--- Problem to solve ---
Whenever a line in the data holds the string "rejected", copy that line.

(Stored data entries)
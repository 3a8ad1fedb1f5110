//! Configuration management for roster.
//!
//! This module provides configuration loading and validation using figment,
//! supporting TOML config files, environment variables, and defaults.

use std::path::PathBuf;

use figment::{
    providers::{Env, Format, Serialized, Toml},
    Figment,
};
use serde::{Deserialize, Serialize};

use crate::analytics::DEFAULT_FAILING_THRESHOLD;
use crate::error::{Error, Result};

/// Default configuration file name.
const CONFIG_FILE_NAME: &str = "config.toml";

/// Default data directory name.
const DATA_DIR_NAME: &str = "roster";

/// Default backing file name.
const DATA_FILE_NAME: &str = "students.txt";

/// Application configuration.
///
/// Configuration is loaded from (in order of precedence, highest first):
/// 1. Environment variables (prefixed with `ROSTER_`, sections split on `__`)
/// 2. TOML config file at `~/.config/roster/config.toml`
/// 3. Default values
#[derive(Debug, Clone, Default, PartialEq, Serialize, Deserialize)]
#[serde(default)]
pub struct Config {
    /// Storage configuration.
    pub storage: StorageConfig,
    /// Analytics configuration.
    pub analytics: AnalyticsConfig,
}

/// Storage-related configuration.
#[derive(Debug, Clone, Default, PartialEq, Serialize, Deserialize)]
#[serde(default)]
pub struct StorageConfig {
    /// Path to the backing file.
    /// Defaults to `~/.local/share/roster/students.txt`
    pub data_path: Option<PathBuf>,
}

/// Analytics-related configuration.
#[derive(Debug, Clone, PartialEq, Serialize, Deserialize)]
#[serde(default)]
pub struct AnalyticsConfig {
    /// Marks strictly below this value count as failing.
    pub failing_threshold: u32,
    /// How many records the dashboard lists as top and bottom performers.
    pub top_count: usize,
}

impl Default for AnalyticsConfig {
    fn default() -> Self {
        Self {
            failing_threshold: DEFAULT_FAILING_THRESHOLD,
            top_count: 5,
        }
    }
}

impl Config {
    /// Load configuration from all sources.
    ///
    /// # Errors
    ///
    /// Returns an error if configuration loading or parsing fails.
    pub fn load() -> Result<Self> {
        Self::load_from(None)
    }

    /// Load configuration with an optional custom config path.
    ///
    /// # Errors
    ///
    /// Returns an error if configuration loading or parsing fails.
    pub fn load_from(config_path: Option<PathBuf>) -> Result<Self> {
        let config_file = config_path.unwrap_or_else(Self::default_config_path);

        let figment = Figment::new()
            .merge(Serialized::defaults(Config::default()))
            .merge(Toml::file(&config_file).nested())
            .merge(Env::prefixed("ROSTER_").split("__"));

        let config: Config = figment.extract()?;
        config.validate()?;
        Ok(config)
    }

    /// Get the default configuration file path.
    #[must_use]
    pub fn default_config_path() -> PathBuf {
        dirs::config_dir()
            .unwrap_or_else(|| PathBuf::from(".config"))
            .join(DATA_DIR_NAME)
            .join(CONFIG_FILE_NAME)
    }

    /// Get the default data directory path.
    #[must_use]
    pub fn default_data_dir() -> PathBuf {
        dirs::data_local_dir()
            .unwrap_or_else(|| PathBuf::from(".local/share"))
            .join(DATA_DIR_NAME)
    }

    /// Validate the configuration.
    ///
    /// # Errors
    ///
    /// Returns an error if any configuration values are invalid.
    pub fn validate(&self) -> Result<()> {
        if self.analytics.failing_threshold > 100 {
            return Err(Error::ConfigValidation {
                message: format!(
                    "failing_threshold ({}) cannot be greater than 100",
                    self.analytics.failing_threshold
                ),
            });
        }

        if self.analytics.top_count == 0 {
            return Err(Error::ConfigValidation {
                message: "top_count must be greater than 0".to_string(),
            });
        }

        Ok(())
    }

    /// Get the backing file path, resolving defaults if not set.
    #[must_use]
    pub fn data_path(&self) -> PathBuf {
        self.storage
            .data_path
            .clone()
            .unwrap_or_else(|| Self::default_data_dir().join(DATA_FILE_NAME))
    }
}
//! `roster` - CLI for the student roster
//!
//! This binary is the presentation layer: it parses arguments, asks for
//! confirmation before destructive actions, and prints results. All record
//! handling goes through [`roster::Store`].

#![warn(missing_debug_implementations)]
#![deny(unsafe_code)]

use std::fs::File;
use std::io::{self, BufReader};
use std::process::ExitCode;

use clap::Parser;

use roster::analytics::{bottom_performers, top_performers};
use roster::cli::{render, Cli, Command, ConfigCommand, OutputFormat};
use roster::{init_logging, Config, LoadStatus, Store};

type CliResult = Result<ExitCode, Box<dyn std::error::Error>>;

fn main() -> CliResult {
    let cli = Cli::parse();

    // Initialize logging based on verbosity
    init_logging(cli.verbosity());

    // Load configuration
    let config = Config::load_from(cli.config.clone())?;
    let store = Store::new(cli.data.clone().unwrap_or_else(|| config.data_path()));

    match cli.command {
        Command::Add(cmd) => {
            let student = cmd.to_student();
            if store.add(student.clone())? {
                println!("Student added: {}", render::plain(&student));
                Ok(ExitCode::SUCCESS)
            } else {
                eprintln!(
                    "Student ID {} already exists. Use a unique ID or update the existing record.",
                    student.id
                );
                Ok(ExitCode::FAILURE)
            }
        }
        Command::List(cmd) => handle_list(&store, cmd.format),
        Command::Show(cmd) => match store.get(cmd.id) {
            Some(student) => {
                print!("{}", render::students(&[student], cmd.format)?);
                Ok(ExitCode::SUCCESS)
            }
            None => {
                eprintln!("No student with ID {}.", cmd.id);
                Ok(ExitCode::FAILURE)
            }
        },
        Command::Update(cmd) => {
            if store.update(cmd.id, &cmd.to_update())? {
                println!("Student {} updated.", cmd.id);
                Ok(ExitCode::SUCCESS)
            } else {
                eprintln!("Failed to update student: no student with ID {}.", cmd.id);
                Ok(ExitCode::FAILURE)
            }
        }
        Command::Delete(cmd) => handle_delete(&store, cmd.id, cmd.yes),
        Command::Search(cmd) => {
            let results = store.search(&cmd.query);
            if results.is_empty() && cmd.format != OutputFormat::Json {
                println!("No matching students.");
            } else {
                print!("{}", render::students(&results, cmd.format)?);
            }
            Ok(ExitCode::SUCCESS)
        }
        Command::Stats(cmd) => handle_stats(&store, &config, cmd.json),
        Command::Dashboard => handle_dashboard(&store, &config),
        Command::Import(cmd) => handle_import(&store, &cmd.file),
        Command::Export(cmd) => {
            let count = match &cmd.output {
                Some(path) => store.export(File::create(path)?)?,
                None => store.export(io::stdout().lock())?,
            };
            if let Some(path) = &cmd.output {
                println!("Exported {count} students to {}", path.display());
            }
            Ok(ExitCode::SUCCESS)
        }
        Command::Config(config_cmd) => handle_config(&config, config_cmd),
    }
}

fn handle_list(store: &Store, format: OutputFormat) -> CliResult {
    let loaded = store.load_with_status();
    if let LoadStatus::Unparseable { reason } = &loaded.status {
        eprintln!("Warning: {} could not be read ({reason}).", store.path().display());
    }
    if loaded.students.is_empty() && format != OutputFormat::Json {
        println!("No student records found. Add students or import a CSV file.");
    } else {
        print!("{}", render::students(&loaded.students, format)?);
    }
    Ok(ExitCode::SUCCESS)
}

fn handle_delete(store: &Store, id: i64, yes: bool) -> CliResult {
    let Some(student) = store.get(id) else {
        eprintln!("Failed to delete student: no student with ID {id}.");
        return Ok(ExitCode::FAILURE);
    };

    if !yes {
        println!("This will delete {}", render::plain(&student));
        println!("Use --yes to confirm.");
        return Ok(ExitCode::SUCCESS);
    }

    if store.delete(id)? {
        println!("Student {id} deleted.");
        Ok(ExitCode::SUCCESS)
    } else {
        eprintln!("Failed to delete student: no student with ID {id}.");
        Ok(ExitCode::FAILURE)
    }
}

fn handle_stats(store: &Store, config: &Config, json: bool) -> CliResult {
    let Some(stats) = store.analyze_with_threshold(config.analytics.failing_threshold) else {
        println!("No student data to analyze.");
        return Ok(ExitCode::SUCCESS);
    };

    if json {
        println!("{}", serde_json::to_string_pretty(&stats)?);
    } else {
        print!("{}", render::stats(&stats));
    }
    Ok(ExitCode::SUCCESS)
}

fn handle_dashboard(store: &Store, config: &Config) -> CliResult {
    let students = store.load();
    let Some(stats) =
        roster::analytics::analyze_with_threshold(&students, config.analytics.failing_threshold)
    else {
        println!("No student records found. Add students or import a CSV file.");
        return Ok(ExitCode::SUCCESS);
    };

    let n = config.analytics.top_count;
    println!("Student Record Dashboard");
    println!("========================");
    println!();
    println!("Total students:        {}", stats.total);
    println!("Average marks:         {:.2}", stats.average);
    println!(
        "Failing (<{}):          {}",
        config.analytics.failing_threshold, stats.failing
    );
    println!();
    println!("Top {n}");
    print!("{}", render::table(&top_performers(&students, n)));
    println!();
    println!("Bottom {n}");
    print!("{}", render::table(&bottom_performers(&students, n)));
    println!();
    println!("Grade distribution");
    for (grade, count) in &stats.grade_counts {
        println!("  {grade}: {}", "#".repeat(*count));
    }
    Ok(ExitCode::SUCCESS)
}

fn handle_import(store: &Store, path: &std::path::Path) -> CliResult {
    let file = match File::open(path) {
        Ok(file) => file,
        Err(e) => {
            eprintln!("Failed to import: cannot open {}: {e}", path.display());
            return Ok(ExitCode::FAILURE);
        }
    };

    match store.import(BufReader::new(file)) {
        Ok(summary) => {
            println!(
                "Imported {} rows ({} replaced existing IDs). {} students stored.",
                summary.imported, summary.replaced, summary.total
            );
            Ok(ExitCode::SUCCESS)
        }
        Err(e) => {
            eprintln!("Failed to import: {e}");
            Ok(ExitCode::FAILURE)
        }
    }
}

fn handle_config(config: &Config, cmd: ConfigCommand) -> CliResult {
    match cmd {
        ConfigCommand::Show { json } => {
            if json {
                println!("{}", serde_json::to_string_pretty(config)?);
            } else {
                println!("Current Configuration");
                println!("=====================");
                println!();
                println!("[Storage]");
                println!("  Data path:          {}", config.data_path().display());
                println!();
                println!("[Analytics]");
                println!(
                    "  Failing threshold:  {}",
                    config.analytics.failing_threshold
                );
                println!("  Top count:          {}", config.analytics.top_count);
            }
        }
        ConfigCommand::Path => {
            println!("{}", Config::default_config_path().display());
        }
        ConfigCommand::Validate { file } => {
            let path = file.unwrap_or_else(Config::default_config_path);
            println!("Validating configuration: {}", path.display());
            match Config::load_from(Some(path)) {
                Ok(_) => println!("Configuration is valid."),
                Err(e) => {
                    println!("Configuration error: {e}");
                    return Ok(ExitCode::FAILURE);
                }
            }
        }
    }
    Ok(ExitCode::SUCCESS)
}
//! Error types for roster.
//!
//! Found/not-found and duplicate-id outcomes are not errors: the store reports
//! them as `Ok(false)`. This type covers the failures that a caller cannot
//! recover from by checking a flag, such as an unwritable backing file or a
//! rejected import.

use std::path::PathBuf;
use thiserror::Error;

/// The main error type for roster operations.
#[derive(Error, Debug)]
pub enum Error {
    // === Storage Errors ===
    /// Failed to write the backing file.
    #[error("failed to write {path}: {source}")]
    FileWrite {
        /// Path to the backing file.
        path: PathBuf,
        /// The underlying error.
        #[source]
        source: std::io::Error,
    },

    /// Failed to create a required directory.
    #[error("failed to create directory {path}: {source}")]
    DirectoryCreate {
        /// Path that couldn't be created.
        path: PathBuf,
        /// The underlying error.
        #[source]
        source: std::io::Error,
    },

    /// CSV encoding or decoding failed.
    #[error("CSV error: {0}")]
    Csv(#[from] csv::Error),

    // === Import Errors ===
    /// An imported row had too few columns.
    #[error("line {line} has {columns} column(s); file must have 5 columns: id,name,age,grade,marks")]
    ImportShape {
        /// 1-based line number of the offending row.
        line: u64,
        /// Number of columns found.
        columns: usize,
    },

    /// An imported row could not be converted into a student record.
    #[error("line {line}: {message}")]
    ImportRow {
        /// 1-based line number of the offending row.
        line: u64,
        /// Description of what went wrong.
        message: String,
    },

    /// The import input held no data rows.
    #[error("file contains no rows")]
    ImportEmpty,

    // === Record Errors ===
    /// A grade outside A, B, C, D, F.
    #[error("invalid grade '{value}': expected one of A, B, C, D, F")]
    InvalidGrade {
        /// The rejected input.
        value: String,
    },

    // === Configuration Errors ===
    /// Failed to load configuration.
    #[error("failed to load configuration: {0}")]
    ConfigLoad(Box<figment::Error>),

    /// Configuration validation failed.
    #[error("invalid configuration: {message}")]
    ConfigValidation {
        /// Description of the validation failure.
        message: String,
    },

    // === I/O Errors ===
    /// File system operation failed.
    #[error("I/O error: {0}")]
    Io(#[from] std::io::Error),

    // === Serialization Errors ===
    /// JSON serialization failed.
    #[error("JSON error: {0}")]
    Json(#[from] serde_json::Error),
}

/// A specialized Result type for roster operations.
pub type Result<T> = std::result::Result<T, Error>;

impl From<figment::Error> for Error {
    fn from(err: figment::Error) -> Self {
        Self::ConfigLoad(Box::new(err))
    }
}

impl Error {
    /// Create an import row error.
    #[must_use]
    pub fn import_row(line: u64, message: impl Into<String>) -> Self {
        Self::ImportRow {
            line,
            message: message.into(),
        }
    }

    /// Create an invalid grade error.
    #[must_use]
    pub fn invalid_grade(value: impl Into<String>) -> Self {
        Self::InvalidGrade {
            value: value.into(),
        }
    }

    /// Check if this error rejected an import before anything was merged.
    #[must_use]
    pub fn is_import_error(&self) -> bool {
        matches!(
            self,
            Self::ImportShape { .. } | Self::ImportRow { .. } | Self::ImportEmpty
        )
    }
}

#[cfg(test)]
mod tests {
    use super::*;

    #[test]
    fn test_import_shape_display() {
        let err = Error::ImportShape {
            line: 3,
            columns: 4,
        };
        let msg = err.to_string();
        assert!(msg.contains("line 3"));
        assert!(msg.contains("4 column(s)"));
        assert!(msg.contains("id,name,age,grade,marks"));
    }

    #[test]
    fn test_import_row_display() {
        let err = Error::import_row(2, "invalid marks 'abc'");
        assert_eq!(err.to_string(), "line 2: invalid marks 'abc'");
    }

    #[test]
    fn test_is_import_error() {
        assert!(Error::import_row(1, "bad").is_import_error());
        assert!(Error::ImportShape {
            line: 1,
            columns: 2
        }
        .is_import_error());
        assert!(Error::ImportEmpty.is_import_error());
        assert!(!Error::invalid_grade("E").is_import_error());
    }

    #[test]
    fn test_invalid_grade_display() {
        let err = Error::invalid_grade("E");
        assert_eq!(
            err.to_string(),
            "invalid grade 'E': expected one of A, B, C, D, F"
        );
    }

    #[test]
    fn test_from_io_error() {
        let io_err = std::io::Error::new(std::io::ErrorKind::NotFound, "file not found");
        let err: Error = io_err.into();
        assert!(matches!(err, Error::Io(_)));
        assert!(err.to_string().contains("file not found"));
    }

    #[test]
    fn test_from_json_error() {
        let json_result: std::result::Result<i32, serde_json::Error> =
            serde_json::from_str("not valid json");
        if let Err(json_err) = json_result {
            let err: Error = json_err.into();
            assert!(matches!(err, Error::Json(_)));
        }
    }

    #[test]
    fn test_file_write_error_display() {
        let io_err = std::io::Error::new(std::io::ErrorKind::PermissionDenied, "access denied");
        let err = Error::FileWrite {
            path: PathBuf::from("/root/students.txt"),
            source: io_err,
        };
        let msg = err.to_string();
        assert!(msg.contains("/root/students.txt"));
        assert!(msg.contains("access denied"));
    }

    #[test]
    fn test_directory_create_error_display() {
        let io_err = std::io::Error::new(std::io::ErrorKind::PermissionDenied, "access denied");
        let err = Error::DirectoryCreate {
            path: PathBuf::from("/root/forbidden"),
            source: io_err,
        };
        assert!(err.to_string().contains("/root/forbidden"));
    }

    #[test]
    fn test_config_validation_error_display() {
        let err = Error::ConfigValidation {
            message: "failing_threshold too high".to_string(),
        };
        assert!(err.to_string().contains("failing_threshold"));
    }
}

--- Written solution ---
//! rejected import.
        /// The rejected input.
    /// Check if this error rejected an import before anything was merged.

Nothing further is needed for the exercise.